Je peux parler de libéralisme. J'y suis confronté tous les jours, à L'Agefi, dont la ligne se veut libérale pragmatique. Le libéralisme, ce n'est pas, contrairement à ce que tu dis, le tout aux actionnaires, ce que tu répètes à tort et à travers (surtout à tort). Ce n'est pas non plus le profit des banques. C'est la sociale-démocratie que tu définis en réalité. Cette sociale-démocratie que tu chéris tant, issue des partis chrétiens sociaux. Elle-même qui a permis l'émergence des banques centrales, donc du tout aux banques privées avec le soutien inacceptable de l'Etat, garantissant les prêts et participant à la politique monétaire, cette incroyable trahison du système libéral. Le simple fait d'imaginer qu'un Etat puisse faire marcher la planche à billet pour influencer l'économie réelle est une aberration en soi. D'ailleurs, le Japon, en déflation depuis plus de dix ans, a tout essayé. Il n'y arrive presque pas. Les Abenomics (mesures économiques ainsi nommées parce qu'émanant du premier ministre nippon Shinzo Abe) montrent déjà leurs limites. En Europe, la BCE injecte des liquidités mais l'inflation demeure inexistante. Idem aux Etats-Unis, avec la Réserve fédérale. Un véritable adepte du libéralisme ne peut pas tolérer l'existence et l'utilisation abusive des banques centrales, dont l'existence a bouleversé l'allocation des ressources.

Je pense qu'un débat avec toi sur ce sujet serait des plus passionnants. Mais je pense qu'à ce sujet, il y a bien des ouvrages que je pourrais te recommander. Ce n'est pas par hasard que ces mêmes sociaux-démocrates nous parlent de dérives néo-libérales. En jouant ainsi sur les mots, ils cachent leurs véritables intentions. Et eux, derrière des apparats sociaux, drapent leurs actions du profit et de l'économie régulée. Ce qui mène exactement aux travers que nous subissons depuis 2008.
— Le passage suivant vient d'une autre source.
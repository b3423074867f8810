//! Application state shared across routes

use std::sync::Arc;

use tokio::task::JoinHandle;
use tracing::{info, warn};

use crate::config::Config;
use crate::engine::{MatchEngine, MatchTicker, Scheduler, TokioScheduler};
use crate::events::{EventBus, EventConsumer};
use crate::lobby::{ReadyCoordinator, ReconnectGrace};
use crate::store::{
    InMemoryMatchStore, InMemoryUserDirectory, MatchRepository, SupabaseClient,
    SupabaseMatchStore, SupabaseUserDirectory, UserDirectory,
};
use crate::ws::{GameGateway, RoomHub};

/// Shared application state
#[derive(Clone)]
pub struct AppState {
    pub config: Arc<Config>,
    pub engine: Arc<MatchEngine>,
    pub ticker: Arc<MatchTicker>,
    pub ready: Arc<ReadyCoordinator>,
    pub grace: Arc<ReconnectGrace>,
    pub rooms: Arc<RoomHub>,
    pub gateway: Arc<GameGateway>,
    pub bus: EventBus,
    pub consumer: Arc<EventConsumer>,
}

impl AppState {
    pub fn new(config: Config) -> Self {
        let (store, users): (Arc<dyn MatchRepository>, Arc<dyn UserDirectory>) =
            match &config.supabase {
                Some(supabase) => {
                    let client = SupabaseClient::new(supabase);
                    (
                        Arc::new(SupabaseMatchStore::new(client.clone())),
                        Arc::new(SupabaseUserDirectory::new(client)),
                    )
                }
                None => {
                    warn!("SUPABASE_URL not set, matches are kept in memory only");
                    (
                        Arc::new(InMemoryMatchStore::new()),
                        Arc::new(InMemoryUserDirectory::new()),
                    )
                }
            };
        Self::with_ports(config, store, users)
    }

    /// Wire the application around explicit persistence and user-lookup ports
    pub fn with_ports(
        config: Config,
        store: Arc<dyn MatchRepository>,
        users: Arc<dyn UserDirectory>,
    ) -> Self {
        let config = Arc::new(config);
        let scheduler: Arc<dyn Scheduler> = Arc::new(TokioScheduler);
        let bus = EventBus::new();
        let rooms = Arc::new(RoomHub::new());

        let engine = Arc::new(MatchEngine::new(
            store.clone(),
            Arc::new(bus.clone()),
            users,
            rooms.clone(),
            config.engine_settings(),
        ));
        let ticker = Arc::new(MatchTicker::new(
            engine.clone(),
            scheduler.clone(),
            config.tick_interval,
        ));
        let ready = Arc::new(ReadyCoordinator::new(
            engine.clone(),
            ticker.clone(),
            scheduler.clone(),
            Arc::new(bus.clone()),
            config.ready_timeout,
        ));
        let grace = Arc::new(ReconnectGrace::new(
            engine.clone(),
            scheduler,
            rooms.clone(),
            config.reconnect_grace,
        ));
        let gateway = Arc::new(GameGateway::new(
            engine.clone(),
            ticker.clone(),
            ready.clone(),
            grace.clone(),
            rooms.clone(),
        ));
        let consumer = Arc::new(EventConsumer::new(
            engine.clone(),
            store,
            Arc::new(bus.clone()),
            ready.clone(),
            ticker.clone(),
            rooms.clone(),
        ));

        Self {
            config,
            engine,
            ticker,
            ready,
            grace,
            rooms,
            gateway,
            bus,
            consumer,
        }
    }

    /// Start consuming integration events from the bus
    pub fn spawn_event_consumer(&self) -> JoinHandle<()> {
        let rx = self.bus.subscribe();
        tokio::spawn(self.consumer.clone().run(rx))
    }

    /// Stop all timers and save every cached match
    pub async fn shutdown(&self) {
        self.ticker.stop_all();
        self.ready.cancel_all();
        self.grace.cancel_all();
        self.engine.flush_all().await;
        info!("Match engine drained");
    }
}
Écrit par : Grégoire Barbey | 07/03/2014

Appartenance républicaine, Fraternité, Responsabilité : pourquoi ne pas évoquer un instant ce qui serait mesure d'urgence concernant la Lamal: primes de base assumées en toute solidarité les uns envers les autres (bon exemple, exemple salutaire, "parlant" pour les jeunes)! calcul de ces primes de base en fonction des revenus de chacun (en ne perdant pas de vue que l'assurance maladie ,étant obligatoire, imposée ... n'est pas ou plus conforme à son idéal premier: sécurité en cas de malade, primes (extrêmement modestes) à la portée de tous?!

Écrit par : Myriam Belakovsky | 07/03/2014

"PRENDRE CE QU'IL Y A DE BON DANS LE CAPITALISME ET DE BON DANS LE SOCIALISME"
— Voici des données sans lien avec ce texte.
//! Physics step: ball motion, scoring and re-serve

use rand::Rng;
use tracing::debug;

use super::collision::{detect, CollisionOutcome};
use super::r#match::{Ball, Match, MatchError, MatchStatus, Side};

/// Advance a match by one time slice.
///
/// Does nothing unless the match is in progress, so calling it again after a
/// finish leaves the ball where it was. Re-serve direction after a goal is
/// drawn from `rng`.
pub fn advance<R: Rng + ?Sized>(
    game: &mut Match,
    dt: f64,
    rng: &mut R,
) -> Result<CollisionOutcome, MatchError> {
    if game.status() != MatchStatus::InProgress {
        return Ok(CollisionOutcome::default());
    }

    let current = game.ball();
    let mut ball = Ball::new(
        current.x + current.dx * dt,
        current.y + current.dy * dt,
        current.dx,
        current.dy,
    );

    let paddles: Vec<_> = game
        .players()
        .iter()
        .enumerate()
        .map(|(seat, p)| (Side::from_seat(seat), p.paddle))
        .collect();
    let outcome = detect(&ball, game.config(), &paddles);

    if outcome.reflects_x {
        ball.dx = -ball.dx;
    }
    if outcome.reflects_y {
        ball.dy = -ball.dy;
    }
    game.update_ball(ball);

    if let Some(side) = outcome.scored_by {
        let mut score = game.score();
        score.increment(side);
        game.update_score(score);
        debug!(
            match_id = %game.id(),
            ?side,
            player1 = score.player1,
            player2 = score.player2,
            "Point scored"
        );

        let limit = game.config().score_limit;
        if score.player1 >= limit || score.player2 >= limit {
            game.finish()?;
        } else {
            let serve = Ball::serve(game.config(), serve_direction(rng));
            game.update_ball(serve);
        }
    }

    Ok(outcome)
}

/// Uniformly random re-serve direction, +1 or -1
pub fn serve_direction<R: Rng + ?Sized>(rng: &mut R) -> f64 {
    if rng.gen_bool(0.5) {
        1.0
    } else {
        -1.0
    }
}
Amin Dada avait surtout pris du socialisme.....!

Écrit par : Patoucha | 07/03/2014

@ Raphaël Baeriswyl,

Ce que vous dites dans l'ensemble de votre commentaire n'est pas faux. L'entrepreneur est bien celui qui investit et qui prend des risques. Par contre je suis moins catégorique que vous sur les grandes entreprises. Dans ces dernières; les actionnaires peuvent aussi être des entrepreneurs tout comme les managers qui peuvent aussi être des actionnaires. Ceux-ci peuvent aussi investirent à risque dans l'entreprise ou dans celle d'une autre. Quand des multinationales comme Nestlé ou Novartis lancent un nouveau produit sur le marché il y a forcement un risque pour l'investisseur actionnaire. ça peut soit marcher ou soit se terminer par un flop.
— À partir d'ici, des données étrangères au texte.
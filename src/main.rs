//! Pong Match Server entry point
//!
//! Serves:
//! - `/ws` WebSocket connections for real-time play
//! - `/health` and a per-match state probe over HTTP
//!
//! and consumes tournament and account events from the in-process bus.

use std::net::SocketAddr;

use tokio::net::TcpListener;
use tracing::info;
use tracing_subscriber::{layer::SubscriberExt, util::SubscriberInitExt};

use pong_match_server::util::time::init_server_time;
use pong_match_server::{build_router, AppState, Config};

#[tokio::main]
async fn main() -> anyhow::Result<()> {
    // Load environment variables
    dotenvy::dotenv().ok();

    // Load configuration
    let config = Config::from_env()?;

    // Initialize tracing
    init_tracing(&config.log_level);

    // Initialize server time tracking
    init_server_time();

    info!("Starting Pong Match Server");
    info!("Server address: {}", config.server_addr);

    // Create application state
    let state = AppState::new(config.clone());
    let consumer = state.spawn_event_consumer();

    // Build router
    let router = build_router(state.clone());

    // Start server
    let addr: SocketAddr = config.server_addr;
    let listener = TcpListener::bind(addr).await?;

    info!("Server listening on {}", addr);
    info!("Health check: http://{}/health", addr);
    info!("WebSocket endpoint: ws://{}/ws", addr);

    axum::serve(listener, router)
        .with_graceful_shutdown(shutdown_signal())
        .await?;

    state.shutdown().await;
    consumer.abort();

    info!("Server shutdown complete");
    Ok(())
}

/// Initialize tracing/logging
fn init_tracing(log_level: &str) {
    let env_filter = tracing_subscriber::EnvFilter::try_from_default_env()
        .unwrap_or_else(|_| tracing_subscriber::EnvFilter::new(log_level));

    tracing_subscriber::registry()
        .with(env_filter)
        .with(tracing_subscriber::fmt::layer().with_target(true))
        .init();
}

/// Graceful shutdown signal handler
async fn shutdown_signal() {
    let ctrl_c = async {
        if let Err(e) = tokio::signal::ctrl_c().await {
            tracing::error!(error = %e, "Failed to install Ctrl+C handler");
            std::future::pending::<()>().await;
        }
    };

    #[cfg(unix)]
    let terminate = async {
        match tokio::signal::unix::signal(tokio::signal::unix::SignalKind::terminate()) {
            Ok(mut signal) => {
                signal.recv().await;
            }
            Err(e) => {
                tracing::error!(error = %e, "Failed to install SIGTERM handler");
                std::future::pending::<()>().await;
            }
        }
    };

    #[cfg(not(unix))]
    let terminate = std::future::pending::<()>();

    tokio::select! {
        _ = ctrl_c => {
            info!("Received Ctrl+C, starting graceful shutdown");
        }
        _ = terminate => {
            info!("Received terminate signal, starting graceful shutdown");
        }
    }
}
//! Game simulation modules

pub mod collision;
pub mod r#match;
pub mod physics;
pub mod snapshot;

pub use collision::{detect, CollisionOutcome, BALL_RADIUS};
pub use physics::advance;
pub use r#match::{
    Ball, Direction, Match, MatchConfig, MatchError, MatchMode, MatchStatus, Paddle, Player,
    Score, Side, PADDLE_HEIGHT, PADDLE_MARGIN, PADDLE_WIDTH,
};
pub use snapshot::MatchSnapshot;

/// Fixed simulation step, in ticks. Client-supplied deltas are ignored.
pub const SERVER_TICK_DT: f64 = 1.0;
" Les seuls entrepreneurs sont les indépendants, "

Si c'est juste une question de forme juridique de l'entreprise je ne vois pas en quoi on ne peut pas être entrepreneur dans une SA ou une SARL.

" Depuis que les fonds de pension sont autorisés à faire des placements en actions, les grandes entreprises cotées en bourse sont d'ailleurs en mains quasi-publiques. Aucune ne pourrait faire faillite sans causer une émeute. Elles ont donc une garantie implicite de l'Etat. "

je ne dirais pas en main publique mais sous sa protection ce qui est souvent pire. Comme les fameux les to big to fail. Une belle trouvaille étatique qui au final peut amener à déresponsabiliser les dirigeants des entreprises en question qui savent que l'état est là pour les secourir suite à de mauvaises décisions de leur part.

D.J

Écrit par : D.J | 07/03/2014

" PRENDRE CE QU'IL Y A DE BON DANS LE CAPITALISME ET DE BON DANS LE SOCIALISME "

C'est mélanger la réalité avec des croyances.

@ Myriam Belakovsky,

" Fraternité, Responsabilité : pourquoi ne pas évoquer un instant ce qui serait mesure d'urgence concernant la Lamal: primes de base assumées en toute solidarité les uns envers les autres.

La responsabilité des individus est incompatible avec la solidarité forcée.

" (en ne perdant pas de vue que l'assurance maladie ,étant obligatoire, imposée ... n'est pas ou plus conforme à son idéal premier: sécurité en cas de malade, primes (extrêmement modestes) à la portée de tous?! "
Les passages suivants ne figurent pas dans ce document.